Saturday, September 19, 2009

"I'm here," the character says at end of film. Je suis la! She has finally spoken her grief and action after 15 years spent in absence from everyone and her own life.

We say: Here is one -- another itself.
The eye sees it,
But no hands can take hold of it.
The moon in the stream:
This is the secret of this school.
--Shrinkage-ryu school
This is how the earth is shaped. How we are. How God is blossoming the seed bursting forth from hiding.

Soil came to be so that the shovel would have something to move.

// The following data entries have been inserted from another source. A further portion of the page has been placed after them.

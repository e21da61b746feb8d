//! # 体数据模型
//!
//! 规则网格上的实数或复数标量场，rank 3 为单个网格 `[nx, ny, nz]`，
//! rank 4 为堆叠网格 `[ngrids, nx, ny, nz]`（如自旋分辨密度）。
//!
//! ## 依赖关系
//! - 被 `xsf/datagrid.rs`, `parsers/chgcar.rs` 使用
//! - 使用 `ndarray` 存储稠密数组，`num-complex` 表示复数

use crate::error::{EphkitError, Result};

use ndarray::{concatenate, ArrayD, Axis, IxDyn};
use num_complex::Complex64;
use std::str::FromStr;

/// 复数数据的约化方式
#[derive(Debug, Clone, Copy, PartialEq, Eq)]
pub enum ComplexMode {
    /// 实部
    Re,
    /// 虚部
    Im,
    /// 模
    Abs,
}

impl FromStr for ComplexMode {
    type Err = EphkitError;

    fn from_str(s: &str) -> Result<Self> {
        match s.to_lowercase().as_str() {
            "re" => Ok(ComplexMode::Re),
            "im" => Ok(ComplexMode::Im),
            "abs" => Ok(ComplexMode::Abs),
            _ => Err(EphkitError::InvalidComplexMode {
                mode: s.to_string(),
            }),
        }
    }
}

impl std::fmt::Display for ComplexMode {
    fn fmt(&self, f: &mut std::fmt::Formatter<'_>) -> std::fmt::Result {
        match self {
            ComplexMode::Re => write!(f, "re"),
            ComplexMode::Im => write!(f, "im"),
            ComplexMode::Abs => write!(f, "abs"),
        }
    }
}

impl ComplexMode {
    /// 对复数数组逐元素约化
    pub fn reduce(self, data: &ArrayD<Complex64>) -> ArrayD<f64> {
        match self {
            ComplexMode::Re => data.mapv(|c| c.re),
            ComplexMode::Im => data.mapv(|c| c.im),
            ComplexMode::Abs => data.mapv(|c| c.norm()),
        }
    }
}

/// 体数据
#[derive(Debug, Clone, PartialEq)]
pub enum VolumetricField {
    Real(ArrayD<f64>),
    Complex(ArrayD<Complex64>),
}

impl VolumetricField {
    pub fn ndim(&self) -> usize {
        match self {
            VolumetricField::Real(a) => a.ndim(),
            VolumetricField::Complex(a) => a.ndim(),
        }
    }

    pub fn shape(&self) -> &[usize] {
        match self {
            VolumetricField::Real(a) => a.shape(),
            VolumetricField::Complex(a) => a.shape(),
        }
    }

    /// 转为实数数组：实数数据忽略 `cplx_mode`，复数数据必须提供
    pub fn to_real(&self, cplx_mode: Option<&str>) -> Result<ArrayD<f64>> {
        match self {
            VolumetricField::Real(a) => Ok(a.clone()),
            VolumetricField::Complex(a) => {
                let mode: ComplexMode = cplx_mode.ok_or(EphkitError::MissingComplexMode)?.parse()?;
                Ok(mode.reduce(a))
            }
        }
    }
}

/// 在最后三个轴上追加首个切片，得到周期闭合的 `(..., nx+1, ny+1, nz+1)` 数组
pub fn add_periodic_replicas<T: Clone>(data: &ArrayD<T>) -> Result<ArrayD<T>> {
    let ndim = data.ndim();
    if ndim < 3 {
        return Err(EphkitError::UnsupportedRank { ndim });
    }
    check_grid_not_empty(data.shape())?;

    let mut padded = data.clone();
    for ax in (ndim - 3)..ndim {
        let first = padded.index_axis(Axis(ax), 0).insert_axis(Axis(ax)).to_owned();
        let closed = concatenate(Axis(ax), &[padded.view(), first.view()])
            .map_err(|e| EphkitError::ShapeMismatch(e.to_string()))?;
        padded = closed;
    }

    Ok(padded)
}

/// 最后三个（网格）轴的长度必须非零
pub fn check_grid_not_empty(shape: &[usize]) -> Result<()> {
    let grid = &shape[shape.len().saturating_sub(3)..];
    if grid.contains(&0) {
        return Err(EphkitError::ShapeMismatch(format!(
            "grid axes must be non-empty, got shape {:?}",
            shape
        )));
    }
    Ok(())
}

/// 交换最后三个轴：`(..., x, y, z)` -> `(..., z, y, x)`
pub fn transpose_last3<T: Clone>(data: &ArrayD<T>) -> Result<ArrayD<T>> {
    let ndim = data.ndim();
    if ndim < 3 {
        return Err(EphkitError::UnsupportedRank { ndim });
    }

    let mut axes: Vec<usize> = (0..ndim).collect();
    axes.swap(ndim - 3, ndim - 1);

    Ok(data
        .view()
        .permuted_axes(IxDyn(&axes))
        .as_standard_layout()
        .into_owned())
}

#[cfg(test)]
mod tests {
    use super::*;
    use ndarray::{s, Array3};

    fn ramp(nx: usize, ny: usize, nz: usize) -> ArrayD<f64> {
        Array3::from_shape_fn((nx, ny, nz), |(i, j, k)| (100 * i + 10 * j + k) as f64).into_dyn()
    }

    #[test]
    fn test_complex_mode_parse() {
        assert_eq!("re".parse::<ComplexMode>().unwrap(), ComplexMode::Re);
        assert_eq!("IM".parse::<ComplexMode>().unwrap(), ComplexMode::Im);
        assert_eq!("Abs".parse::<ComplexMode>().unwrap(), ComplexMode::Abs);

        match "phase".parse::<ComplexMode>() {
            Err(EphkitError::InvalidComplexMode { mode }) => assert_eq!(mode, "phase"),
            other => panic!("unexpected: {:?}", other),
        }
    }

    #[test]
    fn test_complex_reduction() {
        let data = ArrayD::from_shape_vec(
            IxDyn(&[1, 1, 2]),
            vec![Complex64::new(3.0, -4.0), Complex64::new(-1.0, 2.0)],
        )
        .unwrap();
        let field = VolumetricField::Complex(data);

        let re = field.to_real(Some("re")).unwrap();
        let im = field.to_real(Some("im")).unwrap();
        let abs = field.to_real(Some("abs")).unwrap();
        assert_eq!(re.as_slice().unwrap(), &[3.0, -1.0]);
        assert_eq!(im.as_slice().unwrap(), &[-4.0, 2.0]);
        assert!((abs[[0, 0, 0]] - 5.0).abs() < 1e-12);
        assert!((abs[[0, 0, 1]] - 5f64.sqrt()).abs() < 1e-12);

        assert!(matches!(
            field.to_real(None),
            Err(EphkitError::MissingComplexMode)
        ));
    }

    #[test]
    fn test_real_field_ignores_mode() {
        let field = VolumetricField::Real(ramp(2, 2, 2));
        assert_eq!(field.to_real(Some("bogus")).unwrap(), ramp(2, 2, 2));
    }

    #[test]
    fn test_periodic_replicas_rank3() {
        let data = ramp(2, 3, 4);
        let padded = add_periodic_replicas(&data).unwrap();

        assert_eq!(padded.shape(), &[3, 4, 5]);
        let p = padded.into_dimensionality::<ndarray::Ix3>().unwrap();
        assert_eq!(p.slice(s![2, .., ..]), p.slice(s![0, .., ..]));
        assert_eq!(p.slice(s![.., 3, ..]), p.slice(s![.., 0, ..]));
        assert_eq!(p.slice(s![.., .., 4]), p.slice(s![.., .., 0]));
        assert_eq!(p[[1, 2, 3]], 123.0);
    }

    #[test]
    fn test_periodic_replicas_rank4_keeps_leading_axis() {
        let data = ArrayD::<f64>::zeros(IxDyn(&[2, 3, 3, 3]));
        let padded = add_periodic_replicas(&data).unwrap();
        assert_eq!(padded.shape(), &[2, 4, 4, 4]);
    }

    #[test]
    fn test_transpose_last3() {
        let data = ramp(2, 3, 4);
        let t = transpose_last3(&data).unwrap();

        assert_eq!(t.shape(), &[4, 3, 2]);
        assert_eq!(t[[3, 2, 1]], data[[1, 2, 3]]);
    }

    #[test]
    fn test_low_rank_rejected() {
        let data = ArrayD::<f64>::zeros(IxDyn(&[4, 4]));
        assert!(matches!(
            add_periodic_replicas(&data),
            Err(EphkitError::UnsupportedRank { ndim: 2 })
        ));
    }

    #[test]
    fn test_empty_grid_axis_rejected() {
        for shape in [[0, 2, 2], [2, 0, 2], [2, 2, 0]] {
            let data = ArrayD::<f64>::zeros(IxDyn(&shape));
            assert!(matches!(
                add_periodic_replicas(&data),
                Err(EphkitError::ShapeMismatch(_))
            ));
        }

        // 前导网格轴为空不影响三个空间轴的检查
        assert!(check_grid_not_empty(&[0, 2, 2, 2]).is_ok());
        assert!(check_grid_not_empty(&[1, 2, 0, 2]).is_err());
    }
}
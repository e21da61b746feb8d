//! # Xcrysden 文件写出
//!
//! 将内存中的结构、体数据和能带网格写成 Xcrysden 文本格式。
//! 所有写出器只依赖 `std::io::Write`，输入校验均在写出任何字节之前完成。
//!
//! ## 子模块
//! - `structure`: CRYSTAL / PRIMVEC / PRIMCOORD 块
//! - `datagrid`: BEGIN_BLOCK_DATAGRID_3D 块
//! - `bandgrid`: BEGIN_BLOCK_BANDGRID_3D（.bxsf）
//!
//! ## 依赖关系
//! - 被 `commands/xsf.rs`, `commands/density.rs` 使用
//! - 使用 `models/`

pub mod bandgrid;
pub mod datagrid;
pub mod structure;

pub use bandgrid::write_band_grid;
pub use datagrid::write_field;
pub use structure::{write_structure, write_structures};

/// 仿照 `%.{prec}e` 的科学计数法：尾数后跟带符号、至少两位的指数
pub(crate) fn format_sci(value: f64, prec: usize) -> String {
    python_exponent(&format!("{:.*e}", prec, value))
}

/// 与 Python `str(float)` 一致的最短表示：`5.25`, `2.0`, `1e+20`, `1.5e-05`
pub(crate) fn format_py_float(value: f64) -> String {
    if value.is_nan() {
        return "nan".to_string();
    }
    if value.is_infinite() {
        return if value > 0.0 { "inf" } else { "-inf" }.to_string();
    }

    let abs = value.abs();
    if abs != 0.0 && !(1e-4..1e16).contains(&abs) {
        python_exponent(&format!("{:e}", value))
    } else {
        format!("{:?}", value)
    }
}

/// `1.5e-5` -> `1.5e-05`
fn python_exponent(s: &str) -> String {
    match s.split_once('e') {
        Some((mantissa, exp)) => {
            let exp: i32 = exp.parse().unwrap_or(0);
            let sign = if exp < 0 { '-' } else { '+' };
            format!("{}e{}{:02}", mantissa, sign, exp.abs())
        }
        None => s.to_string(),
    }
}

#[cfg(test)]
mod tests {
    use super::*;

    #[test]
    fn test_format_sci() {
        assert_eq!(format_sci(1.5, 3), "1.500e+00");
        assert_eq!(format_sci(-0.00125, 2), "-1.25e-03");
        assert_eq!(format_sci(6.02e23, 1), "6.0e+23");
        assert_eq!(format_sci(0.0, 18), "0.000000000000000000e+00");
    }

    #[test]
    fn test_format_py_float() {
        assert_eq!(format_py_float(5.25), "5.25");
        assert_eq!(format_py_float(2.0), "2.0");
        assert_eq!(format_py_float(0.0), "0.0");
        assert_eq!(format_py_float(0.0001), "0.0001");
        assert_eq!(format_py_float(1e20), "1e+20");
        assert_eq!(format_py_float(1.5e-5), "1.5e-05");
        assert_eq!(format_py_float(-3e-7), "-3e-07");
        assert_eq!(format_py_float(1e16), "1e+16");
        assert_eq!(format_py_float(f64::NAN), "nan");
    }
}
//! # 统一错误处理模块
//!
//! 定义 ephkit 的所有错误类型，使用 `thiserror` 派生。
//!
//! ## 错误分类
//! - 取值错误：非法选项、不支持的数组维度、不满足前置条件的 k 网格
//! - 用法错误：复数数据缺少 `cplx_mode`
//! - 定义域错误：自旋索引越界、McMillan 方程无解
//!
//! ## 依赖关系
//! - 被所有其他模块使用
//! - 无外部模块依赖

use thiserror::Error;

/// ephkit 统一错误类型
#[derive(Error, Debug)]
pub enum EphkitError {
    // ─────────────────────────────────────────────────────────────
    // I/O 错误
    // ─────────────────────────────────────────────────────────────
    #[error("Failed to read file: {path}")]
    FileReadError {
        path: String,
        #[source]
        source: std::io::Error,
    },

    #[error("Failed to write file: {path}")]
    FileWriteError {
        path: String,
        #[source]
        source: std::io::Error,
    },

    #[error("Directory not found: {path}")]
    DirectoryNotFound { path: String },

    #[error("File not found: {path}")]
    FileNotFound { path: String },

    #[error("I/O error: {0}")]
    Io(#[from] std::io::Error),

    // ─────────────────────────────────────────────────────────────
    // 解析错误
    // ─────────────────────────────────────────────────────────────
    #[error("Failed to parse {format} file: {path}\nReason: {reason}")]
    ParseError {
        format: String,
        path: String,
        reason: String,
    },

    #[error("Unsupported format: {0}")]
    UnsupportedFormat(String),

    // ─────────────────────────────────────────────────────────────
    // 取值错误
    // ─────────────────────────────────────────────────────────────
    #[error("Wrong value for cplx_mode: {mode}")]
    InvalidComplexMode { mode: String },

    #[error("ndim {ndim} is not supported")]
    UnsupportedRank { ndim: usize },

    #[error("The k-mesh does not contain redundant data points.")]
    BandMeshNotPeriodic,

    #[error("The k-mesh must be in C-order, got: {order}")]
    BandMeshOrder { order: String },

    #[error("The k-mesh must be Gamma-centered, got shifts: {shifts}")]
    BandMeshShifted { shifts: String },

    #[error("Invalid mesh order: {0}")]
    InvalidMeshOrder(String),

    #[error("Unknown q-sampling: {0} (expected qcoarse or qintp)")]
    UnknownSampling(String),

    #[error("Shape mismatch: {0}")]
    ShapeMismatch(String),

    #[error("Invalid spectral function: {0}")]
    InvalidSpectralFunction(String),

    // ─────────────────────────────────────────────────────────────
    // 用法错误
    // ─────────────────────────────────────────────────────────────
    #[error("cplx_mode must be specified when data is a complex array.")]
    MissingComplexMode,

    // ─────────────────────────────────────────────────────────────
    // 定义域错误
    // ─────────────────────────────────────────────────────────────
    #[error("Spin index {spin} out of range [0, {nsppol})")]
    SpinOutOfRange { spin: usize, nsppol: usize },

    #[error("No superconducting solution for lambda={lambda:.6} and mustar={mustar:.6}")]
    NoSuperconductingSolution { lambda: f64, mustar: f64 },

    #[error("Tc={tc} cannot be reproduced for mustar in the physical range (max Tc {tc_max})")]
    TcOutOfRange { tc: f64, tc_max: f64 },

    // ─────────────────────────────────────────────────────────────
    // 参数错误
    // ─────────────────────────────────────────────────────────────
    #[error("Invalid argument: {0}")]
    InvalidArgument(String),

    #[error("Invalid range format: {0}")]
    InvalidRange(String),

    // ─────────────────────────────────────────────────────────────
    // CSV 错误
    // ─────────────────────────────────────────────────────────────
    #[error("CSV error: {0}")]
    CsvError(#[from] csv::Error),

    // ─────────────────────────────────────────────────────────────
    // 其他
    // ─────────────────────────────────────────────────────────────
    #[error("No matching files found with pattern: {pattern}")]
    NoFilesFound { pattern: String },

    #[error("{0}")]
    Other(String),
}

/// Result 类型别名
pub type Result<T> = std::result::Result<T, EphkitError>;
//! # a2f 子命令实现
//!
//! 读取 α²F 文本文件，计算 λ、ω_log 与 McMillan Tc，可选反解 µ*、
//! 扫描 Tc(µ*)、导出 CSV 和绘图。网格频率按 eV 解释。
//!
//! ## 依赖关系
//! - 使用 `cli/a2f.rs` 定义的 A2fArgs
//! - 使用 `parsers/a2f.rs` 读取数据
//! - 使用 `eph/` 进行计算、导出和绘图

use crate::cli::a2f::{parse_mustar_range, A2fArgs, PlotFormat};
use crate::eph::{self, SpectralFunction, EV_TO_KELVIN};
use crate::error::{EphkitError, Result};
use crate::parsers;
use crate::utils::output;

use std::path::{Path, PathBuf};
use tabled::{Table, Tabled};

#[derive(Tabled)]
struct SummaryRow {
    #[tabled(rename = "Quantity")]
    quantity: String,
    #[tabled(rename = "Value")]
    value: String,
}

#[derive(Tabled)]
struct TcRow {
    #[tabled(rename = "µ*")]
    mustar: String,
    #[tabled(rename = "Tc (K)")]
    tc: String,
}

/// 执行 a2f 分析
pub fn execute(args: A2fArgs) -> Result<()> {
    output::print_header("Eliashberg Function Analysis");

    if !args.file.is_file() {
        return Err(EphkitError::FileNotFound {
            path: args.file.display().to_string(),
        });
    }

    let a2f = parsers::a2f::parse_a2f_file(&args.file)?;
    output::print_success(&format!(
        "Loaded a2F: {} points, nsppol = {}, nmodes = {}",
        a2f.mesh().len(),
        a2f.nsppol(),
        a2f.nmodes()
    ));

    print_summary(&a2f, args.mustar)?;

    if let Some(tc_kelvin) = args.tc {
        let mustar = a2f.get_mustar_from_tc(tc_kelvin / EV_TO_KELVIN)?;
        output::print_info(&format!(
            "mu* reproducing Tc = {:.3} K: {:.4}",
            tc_kelvin, mustar
        ));
    }

    let table = match &args.scan {
        Some(range) => {
            let (min, max) = parse_mustar_range(range)?;
            let table = a2f.tc_vs_mustar(min, max, args.steps);
            print_tc_table(&table);
            if table.len() < args.steps {
                output::print_warning(&format!(
                    "{} mu* values above {:.4} have no superconducting solution",
                    args.steps - table.len(),
                    a2f.mustar_max()
                ));
            }
            Some(table)
        }
        None => None,
    };

    if let Some(csv_path) = &args.csv {
        eph::export::a2f_to_csv(&a2f, csv_path)?;
        output::print_conversion(&args.file.display().to_string(), &csv_path.display().to_string());

        if let Some(table) = &table {
            let tc_path = with_suffix(csv_path, "_tc");
            eph::export::tc_table_to_csv(table, &tc_path)?;
            output::print_conversion("Tc(mu*)", &tc_path.display().to_string());
        }
    }

    if let Some(plot_path) = &args.plot {
        let format = args
            .format
            .unwrap_or_else(|| guess_format_from_extension(plot_path));
        let use_svg = format == PlotFormat::Svg;
        let title = args
            .file
            .file_stem()
            .and_then(|s| s.to_str())
            .unwrap_or("a2F")
            .to_string();

        eph::plot::plot_a2f(&a2f, plot_path, &title, args.width, args.height, use_svg)?;
        output::print_success(&format!("a2F plot saved to '{}'", plot_path.display()));

        if let Some(table) = table.as_deref().filter(|t| !t.is_empty()) {
            let tc_plot = with_suffix(plot_path, "_tc");
            eph::plot::plot_tc_vs_mustar(
                table,
                &tc_plot,
                &format!("{}: Tc vs µ*", title),
                args.width,
                args.height,
                use_svg,
            )?;
            output::print_success(&format!("Tc plot saved to '{}'", tc_plot.display()));
        }
    }

    output::print_done("a2F analysis complete");
    Ok(())
}

fn print_summary(a2f: &SpectralFunction, mustar: f64) -> Result<()> {
    let lambda = a2f.lambda_iso();
    let omega_log = a2f.omega_log();

    let mut rows = vec![SummaryRow {
        quantity: "lambda".to_string(),
        value: format!("{:.4}", lambda),
    }];

    if a2f.nsppol() > 1 {
        for spin in 0..a2f.nsppol() {
            rows.push(SummaryRow {
                quantity: format!("lambda (spin {})", spin + 1),
                value: format!("{:.4}", a2f.get_moment(1, Some(spin))?),
            });
        }
    }

    rows.push(SummaryRow {
        quantity: "omega_log".to_string(),
        value: format!("{:.3} meV ({:.1} K)", omega_log * 1000.0, omega_log * EV_TO_KELVIN),
    });

    let tc = match a2f.get_mcmillan_tc(mustar) {
        Ok(tc) => format!("{:.3} K", tc * EV_TO_KELVIN),
        Err(EphkitError::NoSuperconductingSolution { .. }) => "no solution".to_string(),
        Err(e) => return Err(e),
    };
    rows.push(SummaryRow {
        quantity: format!("Tc (McMillan, mu* = {})", mustar),
        value: tc,
    });

    println!("{}", Table::new(&rows));
    Ok(())
}

fn print_tc_table(table: &[(f64, f64)]) {
    let rows: Vec<TcRow> = table
        .iter()
        .map(|(mu, tc)| TcRow {
            mustar: format!("{:.4}", mu),
            tc: format!("{:.3}", tc * EV_TO_KELVIN),
        })
        .collect();

    if !rows.is_empty() {
        output::print_header("McMillan Tc vs mu*");
        println!("{}", Table::new(&rows));
    }
}

/// `a2f.csv` -> `a2f_tc.csv`
fn with_suffix(path: &Path, suffix: &str) -> PathBuf {
    let stem = path.file_stem().and_then(|s| s.to_str()).unwrap_or("output");
    let name = match path.extension().and_then(|e| e.to_str()) {
        Some(ext) => format!("{}{}.{}", stem, suffix, ext),
        None => format!("{}{}", stem, suffix),
    };
    path.with_file_name(name)
}

fn guess_format_from_extension(path: &Path) -> PlotFormat {
    match path
        .extension()
        .and_then(|e| e.to_str())
        .map(|s| s.to_lowercase())
        .as_deref()
    {
        Some("svg") => PlotFormat::Svg,
        _ => PlotFormat::Png,
    }
}

#[cfg(test)]
mod tests {
    use super::*;

    #[test]
    fn test_with_suffix() {
        assert_eq!(
            with_suffix(Path::new("out/a2f.csv"), "_tc"),
            PathBuf::from("out/a2f_tc.csv")
        );
        assert_eq!(with_suffix(Path::new("plot"), "_tc"), PathBuf::from("plot_tc"));
    }

    #[test]
    fn test_guess_format() {
        assert_eq!(guess_format_from_extension(Path::new("a.SVG")), PlotFormat::Svg);
        assert_eq!(guess_format_from_extension(Path::new("a.png")), PlotFormat::Png);
        assert_eq!(guess_format_from_extension(Path::new("a")), PlotFormat::Png);
    }
}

Something changes with our thinking.

We're not two.

We're here.

Friday, September 18, 2009

The practice is stillness. Even when moving.
Wind stirs;
Waterfall sends cold sounds
Moonrise over the foothills
Shines its light on my bamboo window
Dearer with age,
These mountains ways.
If I die at the foot of this cliff,
Even my bones will be pure.
- Jakushitsu (1290–1367)
Today at prison and at nursing home, good conversations, poems, and Confucian thought.

Tonight at hermitage, continuing to read Tolle. Learning to let be.

Nearing midnight, we dedicate the brass bell donated to us by the kind woman in Cushing. We make the intention to pray for her family. The bell sits on woven creation before Buddha and under cross.

We also pray that stupidity in religion, ours and others', might pass away and be forgiven as we learn to let be with attentive awareness.


Mu-ge and Rokpa have the right no-idea.

Thursday, September 17, 2009

It's an old debate. What use the body? Why not attend to spirit alone. Mind and body are separate, aren't they?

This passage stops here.